Reverse micelles as a water‐property‐control system to investigate the hydration/activity relationship of α‐chymotrypsin

α‐Chymotrypsin, solubilized in hydrated reverse micelles of sodium bis(2‐ethylhexyl)sulfosuccinate (AOT) in n ‐octane, was used as a model system for studying the involvement of different water structures (strongly bound water, disordered water, water clusters and bulk water) in the development of the catalytically active conformation of the enzyme. Results presented in this study indicate a characteristic dependence of the stability/activity profile on the water content of the reverse‐micellar system for values of w o of approximately 5 ( w o is defined as [H 2 O]/[AOT]).
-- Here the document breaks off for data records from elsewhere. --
//! Lowers a parsed [`Script`] into a branch.
//!
//! Names resolve lexically at load time with [`World::find_named`]. A name
//! that resolves to nothing becomes an `unknown_identifier` term carrying the
//! name, so the static check can report it and evaluation fails on it.

use tracing::debug;

use crate::{
    error::{Error, Result},
    feedback,
    graph::{BranchId, IDENTIFIER, TermId},
    runtime::{types::TypeId, value::TaggedValue},
    world::World,
};

use super::{Case, Expression, Script, Statement};

/// Appends the statements of `script` to `branch`. `source` labels the
/// branch, usually with the script's path.
pub fn load_script(
    world: &mut World,
    branch: BranchId,
    script: &Script,
    source: Option<&str>,
) -> Result<()> {
    if let Some(source) = source {
        world.branch_mut(branch).source = Some(source.to_string());
    }
    lower_block(world, branch, &script.statements)?;
    debug!(branch = %branch, terms = world.branch(branch).len(), "loaded script");
    Ok(())
}

/// Appends one expression to `branch` and returns the term holding its value.
pub fn load_expression(world: &mut World, branch: BranchId, expr: &Expression) -> Result<TermId> {
    lower_expression(world, branch, expr)
}

fn lower_block(world: &mut World, branch: BranchId, statements: &[Statement]) -> Result<()> {
    for statement in statements {
        lower_statement(world, branch, statement)?;
    }
    Ok(())
}

fn lower_statement(world: &mut World, branch: BranchId, statement: &Statement) -> Result<()> {
    match statement {
        Statement::Expression { expr } => {
            lower_expression(world, branch, expr)?;
        }
        Statement::Let { name, value } => {
            let term = match value {
                // A plain reference gets its own term so the new name does
                // not rename the original.
                Expression::Ref { .. } => {
                    let source = lower_expression(world, branch, value)?;
                    let copy = world.kernel().copy;
                    world.create_term(branch, copy, &[Some(source)])?
                }
                _ => lower_expression(world, branch, value)?,
            };
            world.bind_name(branch, term, name.as_str());
        }
        Statement::State {
            state,
            type_name,
            initial,
        } => {
            let initial = initial
                .as_ref()
                .map(|expr| lower_expression(world, branch, expr))
                .transpose()?;
            let ty = resolve_type(world, branch, type_name)?;
            world.create_state(branch, state, ty, initial)?;
        }
        Statement::Def {
            def,
            inputs,
            output,
            body,
        } => {
            let params = inputs
                .iter()
                .map(|(name, ty)| Ok((name.as_str(), resolve_type(world, branch, ty)?)))
                .collect::<Result<Vec<_>>>()?;
            let output = resolve_type(world, branch, output)?;
            let decl = world.create_subroutine(branch, def, &params, output)?;
            let body_branch = world.subroutine_body(decl)?;
            lower_block(world, body_branch, body)?;
        }
        Statement::Return { value } => {
            let value = lower_expression(world, branch, value)?;
            let return_ = world.kernel().return_;
            world.create_term(branch, return_, &[Some(value)])?;
        }
        Statement::If { cases, otherwise } => lower_if(world, branch, cases, otherwise.as_deref())?,
        Statement::For {
            iterator,
            list,
            body,
        } => {
            let list = lower_expression(world, branch, list)?;
            let (_, body_branch) = world.create_for_loop(branch, list, iterator)?;
            lower_block(world, body_branch, body)?;
        }
        Statement::Assign { assign, value } => {
            let target = resolve(world, branch, assign)?;
            let value = lower_expression(world, branch, value)?;
            let assign = world.kernel().assign;
            world.create_term(branch, assign, &[Some(target), Some(value)])?;
        }
        Statement::Feedback { feedback, desired } => {
            let target = resolve(world, branch, feedback)?;
            let desired = lower_expression(world, branch, desired)?;
            let function = world.kernel().feedback;
            world.create_term(branch, function, &[Some(target), Some(desired)])?;
        }
        Statement::Trainable { trainable } => {
            let term = resolve(world, branch, trainable)?;
            feedback::set_trainable(world, term, true);
        }
    }
    Ok(())
}

/// Conditions are built ahead of the if-block so they are evaluated before it.
fn lower_if(
    world: &mut World,
    branch: BranchId,
    cases: &[Case],
    otherwise: Option<&[Statement]>,
) -> Result<()> {
    let conditions = cases
        .iter()
        .map(|case| lower_expression(world, branch, &case.condition))
        .collect::<Result<Vec<_>>>()?;
    let if_block = world.create_if_block(branch)?;
    for (case, condition) in cases.iter().zip(conditions) {
        let body = world.add_case(if_block, Some(condition))?;
        lower_block(world, body, &case.body)?;
    }
    if let Some(statements) = otherwise {
        let body = world.add_case(if_block, None)?;
        lower_block(world, body, statements)?;
    }
    Ok(())
}

fn lower_expression(world: &mut World, branch: BranchId, expr: &Expression) -> Result<TermId> {
    match expr {
        Expression::Literal(json) => {
            if json.is_object() {
                return Err(Error::Script(format!("unexpected object literal: {}", json)));
            }
            world.create_constant(branch, TaggedValue::from_json(json))
        }
        Expression::Ref { name } => resolve(world, branch, name),
        Expression::List { list } => {
            let items = list
                .iter()
                .map(|item| lower_expression(world, branch, item))
                .collect::<Result<Vec<_>>>()?;
            let function = world.kernel().list;
            world.apply(branch, function, &items)
        }
        Expression::Call { call, args } => {
            let args = args
                .iter()
                .map(|arg| lower_expression(world, branch, arg))
                .collect::<Result<Vec<_>>>()?;
            let Some(function) = world.find_named(branch, call) else {
                return unknown_identifier(world, branch, call);
            };
            if !world.is_function_term(function) {
                return Err(Error::Script(format!("`{}` is not a function", call)));
            }
            world.apply(branch, function, &args)
        }
    }
}

fn resolve(world: &mut World, branch: BranchId, name: &str) -> Result<TermId> {
    match world.find_named(branch, name) {
        Some(term) => Ok(term),
        None => unknown_identifier(world, branch, name),
    }
}

fn unknown_identifier(world: &mut World, branch: BranchId, name: &str) -> Result<TermId> {
    let function = world.kernel().unknown_identifier;
    let term = world.create_term(branch, function, &[])?;
    world
        .term_mut(term)
        .set_property(IDENTIFIER, TaggedValue::string(name));
    Ok(term)
}

fn resolve_type(world: &World, branch: BranchId, name: &str) -> Result<TypeId> {
    if let Some(term) = world.find_named(branch, name) {
        if let Ok(ty) = world.term(term).value.as_type() {
            return Ok(ty);
        }
    }
    world
        .types
        .find(name)
        .ok_or_else(|| Error::Script(format!("unknown type `{}`", name)))
}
The results are consistent with heat‐capacity measurements for proteins. At very low w o values, the conformation of α‐chymotrypsin changes to a very rigid structure in comparison to the structure observed in water. This is demonstrated by the overall center of gravity of the tryptophan fluorescence spectrum of the enzyme at w o = 0.65, which is blue shifted in comparison to the spectrum in bulk water indicating that the enzyme is in an apolar environment. In the absence of a hydration shell, the protein is to a great extent frozen and inactive. A small increase in the level of enzyme hydration (up to w o = 2.3) causes an increase in the amount of strongly bound water associated with the enzyme and the enzyme displays a high catalytic activity. Upon further addition of water, a new unstable water structure with unfavourable enthalpy is developed and the enzyme activity declines, reaching a minimum at w o = 5.1. A new increase of water content within a relatively small range, w o = 5–8, causes a dramatic increase in enzymic activity, reminiscent of a cooperative hydration dependence. In the range w o = 10–29, the effect of hydration on the activity is complete which shows that the enzyme activity depends on the amount of water in contact with the enzyme and not on the total amount of bulk water in the system. The experimental results on enzyme incubation at different w o values followed by dilution to constant high w o , are indicative of inactive conformational substates of α‐chymotrypsin. It is demonstrated that highly active enzyme conformations at very low w o values occur via an induced fit mechanism of substrate binding.